Working data =>
******

//! In-memory driver used by unit tests.
//!
//! Every shard is an independent in-memory state keyed by shard id. Tests
//! inject unreachable shards, connect delays, query and script failures,
//! canned rows, catalogs and statement handlers.

use std::collections::{BTreeMap, HashMap};
use std::sync::atomic::{AtomicUsize, Ordering};
use std::sync::{Arc, Mutex};
use std::time::Duration;

use async_trait::async_trait;

use crate::error::{Result, ShardError};
use crate::topology::{ShardDescriptor, ShardId};

use super::schema::TableSchema;
use super::traits::{ShardConnection, ShardConnector};
use super::value::{ReferenceRow, Row, Statement};

pub(crate) type Handler = Arc<dyn Fn(&Statement) -> Result<Vec<Row>> + Send + Sync>;

#[derive(Default)]
struct MockShard {
    unreachable: bool,
    connect_delay: Duration,
    query_error: Option<String>,
    script_error: Option<String>,
    rows: Vec<Row>,
    catalog: Vec<TableSchema>,
    handler: Option<Handler>,
    scripts: Vec<String>,
    statements: Vec<Statement>,
    tables: HashMap<String, BTreeMap<String, ReferenceRow>>,
    opened: usize,
}

#[derive(Default)]
struct Inner {
    shards: Mutex<HashMap<ShardId, MockShard>>,
    active: AtomicUsize,
    max_active: AtomicUsize,
}

#[derive(Clone, Default)]
pub(crate) struct MockConnector {
    inner: Arc<Inner>,
}

impl MockConnector {
    pub fn new() -> Self {
        Self::default()
    }

    fn with_shard<R>(&self, id: &str, f: impl FnOnce(&mut MockShard) -> R) -> R {
        let mut shards = self.inner.shards.lock().unwrap();
        f(shards.entry(ShardId::from(id)).or_default())
    }

    pub fn set_unreachable(&self, id: &str) {
        self.with_shard(id, |s| s.unreachable = true);
    }

    pub fn set_reachable(&self, id: &str) {
        self.with_shard(id, |s| s.unreachable = false);
    }

    pub fn set_delay(&self, id: &str, delay: Duration) {
        self.with_shard(id, |s| s.connect_delay = delay);
    }

    pub fn set_query_error(&self, id: &str, message: &str) {
        self.with_shard(id, |s| s.query_error = Some(message.to_string()));
    }

    pub fn set_script_error(&self, id: &str, message: &str) {
        self.with_shard(id, |s| s.script_error = Some(message.to_string()));
    }

    pub fn clear_script_error(&self, id: &str) {
        self.with_shard(id, |s| s.script_error = None);
    }

    pub fn set_rows(&self, id: &str, rows: Vec<Row>) {
        self.with_shard(id, |s| s.rows = rows);
    }

    pub fn set_catalog(&self, id: &str, catalog: Vec<TableSchema>) {
        self.with_shard(id, |s| s.catalog = catalog);
    }

    pub fn set_handler(&self, id: &str, handler: Handler) {
        self.with_shard(id, |s| s.handler = Some(handler));
    }

    pub fn scripts(&self, id: &str) -> Vec<String> {
        self.with_shard(id, |s| s.scripts.clone())
    }

    pub fn statements(&self, id: &str) -> Vec<Statement> {
        self.with_shard(id, |s| s.statements.clone())
    }

    pub fn table_rows(&self, id: &str, table: &str) -> Vec<ReferenceRow> {
        self.with_shard(id, |s| {
            s.tables
                .get(table)
                .map(|t| t.values().cloned().collect())
                .unwrap_or_default()
        })
    }

    pub fn opened(&self, id: &str) -> usize {
        self.with_shard(id, |s| s.opened)
    }

    /// Highest number of simultaneously open connections observed.
    pub fn max_active(&self) -> usize {
        self.inner.max_active.load(Ordering::SeqCst)
    }
}

#[async_trait]
impl ShardConnector for MockConnector {
    async fn open(&self, shard: &ShardDescriptor) -> Result<Box<dyn ShardConnection>> {
        let (unreachable, delay) = self.with_shard(shard.id.as_str(), |s| {
            s.opened += 1;
            (s.unreachable, s.connect_delay)
        });

        let active = self.inner.active.fetch_add(1, Ordering::SeqCst) + 1;
        self.inner.max_active.fetch_max(active, Ordering::SeqCst);
        let conn = MockConnection {
            id: shard.id.clone(),
            inner: self.inner.clone(),
        };

        if !delay.is_zero() {
            tokio::time::sleep(delay).await;
        }
        if unreachable {
            return Err(ShardError::unavailable(&shard.id, "connection refused"));
        }
        Ok(Box::new(conn))
    }

    fn db_type(&self) -> &str {
        "mock"
    }
}

struct MockConnection {
    id: ShardId,
    inner: Arc<Inner>,
}

impl MockConnection {
    fn with_state<R>(&self, f: impl FnOnce(&mut MockShard) -> R) -> R {
        let mut shards = self.inner.shards.lock().unwrap();
        f(shards.entry(self.id.clone()).or_default())
    }
}

impl Drop for MockConnection {
    fn drop(&mut self) {
        self.inner.active.fetch_sub(1, Ordering::SeqCst);
    }
}

#[async_trait]
impl ShardConnection for MockConnection {
    async fn query(&mut self, statement: &Statement) -> Result<Vec<Row>> {
        let id = self.id.clone();
        self.with_state(|s| {
            s.statements.push(statement.clone());
            if let Some(msg) = &s.query_error {
                return Err(ShardError::query(&id, msg.clone()));
            }
            match &s.handler {
                Some(handler) => handler(statement),
                None => Ok(s.rows.clone()),
            }
        })
    }

    async fn execute(&mut self, statement: &Statement) -> Result<u64> {
        let id = self.id.clone();
        self.with_state(|s| {
            s.statements.push(statement.clone());
            if let Some(msg) = &s.query_error {
                return Err(ShardError::query(&id, msg.clone()));
            }
            match &s.handler {
                Some(handler) => handler(statement).map(|rows| rows.len() as u64),
                None => Ok(1),
            }
        })
    }

    async fn execute_script(&mut self, script: &str) -> Result<()> {
        let id = self.id.clone();
        self.with_state(|s| {
            if let Some(msg) = &s.script_error {
                return Err(ShardError::query(&id, msg.clone()));
            }
            s.scripts.push(script.to_string());
            Ok(())
        })
    }

    async fn read_catalog(&mut self) -> Result<Vec<TableSchema>> {
        Ok(self.with_state(|s| s.catalog.clone()))
    }

    async fn upsert_rows(
        &mut self,
        table: &str,
        key_columns: &[String],
        rows: &[ReferenceRow],
    ) -> Result<u64> {
        let id = self.id.clone();
        self.with_state(|s| {
            if let Some(msg) = &s.query_error {
                return Err(ShardError::query(&id, msg.clone()));
            }
            let stored = s.tables.entry(table.to_string()).or_default();
            for row in rows {
                let key = key_columns
                    .iter()
                    .map(|c| format!("{:?}", row.get(c)))
                    .collect::<Vec<_>>()
                    .join("|");
                stored.insert(key, row.clone());
            }
            Ok(rows.len() as u64)
        })
    }
}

******

Work instructions =>
Copy out the whole listing, exactly as written.

Answer section =>
//! In-memory driver used by unit tests.
//!
//! Every shard is an independent in-memory state keyed by shard id. Tests
//! inject unreachable shards, connect delays, query and script failures,
//! canned rows, catalogs and statement handlers.

use std::collections::{BTreeMap, HashMap};
use std::sync::atomic::{AtomicUsize, Ordering};
use std::sync::{Arc, Mutex};
use std::time::Duration;

use async_trait::async_trait;

use crate::error::{Result, ShardError};
use crate::topology::{ShardDescriptor, ShardId};

use super::schema::TableSchema;
use super::traits::{ShardConnection, ShardConnector};
use super::value::{ReferenceRow, Row, Statement};

pub(crate) type Handler = Arc<dyn Fn(&Statement) -> Result<Vec<Row>> + Send + Sync>;

#[derive(Default)]
struct MockShard {
    unreachable: bool,
    connect_delay: Duration,
    query_error: Option<String>,
    script_error: Option<String>,
    rows: Vec<Row>,
    catalog: Vec<TableSchema>,
    handler: Option<Handler>,
    scripts: Vec<String>,
    statements: Vec<Statement>,
    tables: HashMap<String, BTreeMap<String, ReferenceRow>>,
    opened: usize,
}

#[derive(Default)]
struct Inner {
    shards: Mutex<HashMap<ShardId, MockShard>>,
    active: AtomicUsize,
    max_active: AtomicUsize,
}

#[derive(Clone, Default)]
pub(crate) struct MockConnector {
    inner: Arc<Inner>,
}

impl MockConnector {
    pub fn new() -> Self {
        Self::default()
    }

    fn with_shard<R>(&self, id: &str, f: impl FnOnce(&mut MockShard) -> R) -> R {
        let mut shards = self.inner.shards.lock().unwrap();
        f(shards.entry(ShardId::from(id)).or_default())
    }

    pub fn set_unreachable(&self, id: &str) {
        self.with_shard(id, |s| s.unreachable = true);
    }

    pub fn set_reachable(&self, id: &str) {
        self.with_shard(id, |s| s.unreachable = false);
    }

    pub fn set_delay(&self, id: &str, delay: Duration) {
        self.with_shard(id, |s| s.connect_delay = delay);
    }

    pub fn set_query_error(&self, id: &str, message: &str) {
        self.with_shard(id, |s| s.query_error = Some(message.to_string()));
    }

    pub fn set_script_error(&self, id: &str, message: &str) {
        self.with_shard(id, |s| s.script_error = Some(message.to_string()));
    }

    pub fn clear_script_error(&self, id: &str) {
        self.with_shard(id, |s| s.script_error = None);
    }

    pub fn set_rows(&self, id: &str, rows: Vec<Row>) {
        self.with_shard(id, |s| s.rows = rows);
    }

    pub fn set_catalog(&self, id: &str, catalog: Vec<TableSchema>) {
        self.with_shard(id, |s| s.catalog = catalog);
    }

    pub fn set_handler(&self, id: &str, handler: Handler) {
        self.with_shard(id, |s| s.handler = Some(handler));
    }

    pub fn scripts(&self, id: &str) -> Vec<String> {
        self.with_shard(id, |s| s.scripts.clone())
    }

    pub fn statements(&self, id: &str) -> Vec<Statement> {
        self.with_shard(id, |s| s.statements.clone())
    }

    pub fn table_rows(&self, id: &str, table: &str) -> Vec<ReferenceRow> {
        self.with_shard(id, |s| {
            s.tables
                .get(table)
                .map(|t| t.values().cloned().collect())
                .unwrap_or_default()
        })
    }

    pub fn opened(&self, id: &str) -> usize {
        self.with_shard(id, |s| s.opened)
    }

    /// Highest number of simultaneously open connections observed.
    pub fn max_active(&self) -> usize {
        self.inner.max_active.load(Ordering::SeqCst)
    }
}

#[async_trait]
impl ShardConnector for MockConnector {
    async fn open(&self, shard: &ShardDescriptor) -> Result<Box<dyn ShardConnection>> {
        let (unreachable, delay) = self.with_shard(shard.id.as_str(), |s| {
            s.opened += 1;
            (s.unreachable, s.connect_delay)
        });

        let active = self.inner.active.fetch_add(1, Ordering::SeqCst) + 1;
        self.inner.max_active.fetch_max(active, Ordering::SeqCst);
        let conn = MockConnection {
            id: shard.id.clone(),
            inner: self.inner.clone(),
        };

        if !delay.is_zero() {
            tokio::time::sleep(delay).await;
        }
        if unreachable {
            return Err(ShardError::unavailable(&shard.id, "connection refused"));
        }
        Ok(Box::new(conn))
    }

    fn db_type(&self) -> &str {
        "mock"
    }
}

struct MockConnection {
    id: ShardId,
    inner: Arc<Inner>,
}

impl MockConnection {
    fn with_state<R>(&self, f: impl FnOnce(&mut MockShard) -> R) -> R {
        let mut shards = self.inner.shards.lock().unwrap();
        f(shards.entry(self.id.clone()).or_default())
    }
}

impl Drop for MockConnection {
    fn drop(&mut self) {
        self.inner.active.fetch_sub(1, Ordering::SeqCst);
    }
}

#[async_trait]
impl ShardConnection for MockConnection {
    async fn query(&mut self, statement: &Statement) -> Result<Vec<Row>> {
        let id = self.id.clone();
        self.with_state(|s| {
            s.statements.push(statement.clone());
            if let Some(msg) = &s.query_error {
                return Err(ShardError::query(&id, msg.clone()));
            }
            match &s.handler {
                Some(handler) => handler(statement),
                None => Ok(s.rows.clone()),
            }
        })
    }

    async fn execute(&mut self, statement: &Statement) -> Result<u64> {
        let id = self.id.clone();
        self.with_state(|s| {
            s.statements.push(statement.clone());
            if let Some(msg) = &s.query_error {
                return Err(ShardError::query(&id, msg.clone()));
            }
            match &s.handler {
                Some(handler) => handler(statement).map(|rows| rows.len() as u64),
                None => Ok(1),
            }
        })
    }

    async fn execute_script(&mut self, script: &str) -> Result<()> {
        let id = self.id.clone();
        self.with_state(|s| {
            if let Some(msg) = &s.script_error {
                return Err(ShardError::query(&id, msg.clone()));
            }
            s.scripts.push(script.to_string());
            Ok(())
        })
    }

    async fn read_catalog(&mut self) -> Result<Vec<TableSchema>> {
        Ok(self.with_state(|s| s.catalog.clone()))
    }

    async fn upsert_rows(
        &mut self,
        table: &str,
        key_columns: &[String],
        rows: &[ReferenceRow],
    ) -> Result<u64> {
        let id = self.id.clone();
        self.with_state(|s| {
            if let Some(msg) = &s.query_error {
                return Err(ShardError::query(&id, msg.clone()));
            }
            let stored = s.tables.entry(table.to_string()).or_default();
            for row in rows {
                let key = key_columns
                    .iter()
                    .map(|c| format!("{:?}", row.get(c)))
                    .collect::<Vec<_>>()
                    .join("|");
                stored.insert(key, row.clone());
            }
            Ok(rows.len() as u64)
        })
    }
}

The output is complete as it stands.